DIRECTIONS
Below are entries. Reproduce exactly the lines between the line holding "and their forks." and the line holding "weighted pools; not read on-chain.", inclusive, and only those.

Collected data:
━━━━━━

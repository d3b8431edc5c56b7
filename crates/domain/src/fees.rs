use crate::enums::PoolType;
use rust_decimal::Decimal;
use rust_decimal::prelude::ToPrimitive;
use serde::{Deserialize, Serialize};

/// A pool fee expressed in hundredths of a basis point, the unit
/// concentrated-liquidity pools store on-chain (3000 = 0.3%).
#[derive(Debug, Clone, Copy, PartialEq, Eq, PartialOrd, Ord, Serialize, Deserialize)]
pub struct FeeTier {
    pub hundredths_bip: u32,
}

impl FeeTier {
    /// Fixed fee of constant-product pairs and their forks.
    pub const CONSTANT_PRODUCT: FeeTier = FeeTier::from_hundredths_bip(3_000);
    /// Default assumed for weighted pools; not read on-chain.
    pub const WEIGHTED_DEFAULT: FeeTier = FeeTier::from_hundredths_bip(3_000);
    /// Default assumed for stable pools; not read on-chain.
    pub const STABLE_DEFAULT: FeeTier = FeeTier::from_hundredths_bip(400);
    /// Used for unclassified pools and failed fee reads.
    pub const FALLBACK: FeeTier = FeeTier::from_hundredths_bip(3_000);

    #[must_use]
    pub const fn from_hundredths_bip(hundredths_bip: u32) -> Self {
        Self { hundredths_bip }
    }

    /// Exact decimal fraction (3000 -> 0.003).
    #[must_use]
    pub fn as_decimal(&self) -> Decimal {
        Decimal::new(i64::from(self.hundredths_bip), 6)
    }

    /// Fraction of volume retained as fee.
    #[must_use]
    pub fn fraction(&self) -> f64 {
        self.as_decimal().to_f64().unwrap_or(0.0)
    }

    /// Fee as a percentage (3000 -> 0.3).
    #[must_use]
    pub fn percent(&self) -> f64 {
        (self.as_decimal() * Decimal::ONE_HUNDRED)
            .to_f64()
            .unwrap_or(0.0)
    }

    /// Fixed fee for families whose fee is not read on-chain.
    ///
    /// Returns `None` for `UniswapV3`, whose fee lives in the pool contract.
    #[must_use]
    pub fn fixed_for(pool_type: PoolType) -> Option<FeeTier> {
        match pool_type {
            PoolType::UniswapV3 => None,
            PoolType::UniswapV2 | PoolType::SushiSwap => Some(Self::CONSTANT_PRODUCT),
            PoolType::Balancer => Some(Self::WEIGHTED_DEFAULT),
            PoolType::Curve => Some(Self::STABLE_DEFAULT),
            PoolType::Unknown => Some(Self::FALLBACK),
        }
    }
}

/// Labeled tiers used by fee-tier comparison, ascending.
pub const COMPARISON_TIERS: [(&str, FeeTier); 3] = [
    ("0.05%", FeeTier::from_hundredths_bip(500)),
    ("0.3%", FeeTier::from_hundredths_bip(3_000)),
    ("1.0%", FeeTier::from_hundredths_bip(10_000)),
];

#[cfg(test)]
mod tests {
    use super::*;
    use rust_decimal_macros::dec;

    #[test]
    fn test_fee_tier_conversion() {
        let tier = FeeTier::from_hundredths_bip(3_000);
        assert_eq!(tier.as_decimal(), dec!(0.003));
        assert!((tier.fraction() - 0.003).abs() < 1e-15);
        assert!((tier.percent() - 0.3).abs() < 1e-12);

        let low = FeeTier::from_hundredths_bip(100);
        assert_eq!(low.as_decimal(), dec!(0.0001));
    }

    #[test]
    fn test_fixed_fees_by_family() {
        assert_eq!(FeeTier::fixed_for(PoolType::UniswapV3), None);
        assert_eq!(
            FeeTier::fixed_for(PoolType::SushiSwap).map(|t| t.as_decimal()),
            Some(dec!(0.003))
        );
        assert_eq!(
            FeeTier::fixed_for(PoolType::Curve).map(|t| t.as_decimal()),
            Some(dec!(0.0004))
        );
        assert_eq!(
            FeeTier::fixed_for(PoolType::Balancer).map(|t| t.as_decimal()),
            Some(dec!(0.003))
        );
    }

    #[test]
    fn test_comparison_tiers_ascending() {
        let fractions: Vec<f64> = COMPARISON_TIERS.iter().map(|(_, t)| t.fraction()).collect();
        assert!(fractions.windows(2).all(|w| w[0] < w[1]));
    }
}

━━━━━━

TASK ANSWER
    /// Fixed fee of constant-product pairs and their forks.
    pub const CONSTANT_PRODUCT: FeeTier = FeeTier::from_hundredths_bip(3_000);
    /// Default assumed for weighted pools; not read on-chain.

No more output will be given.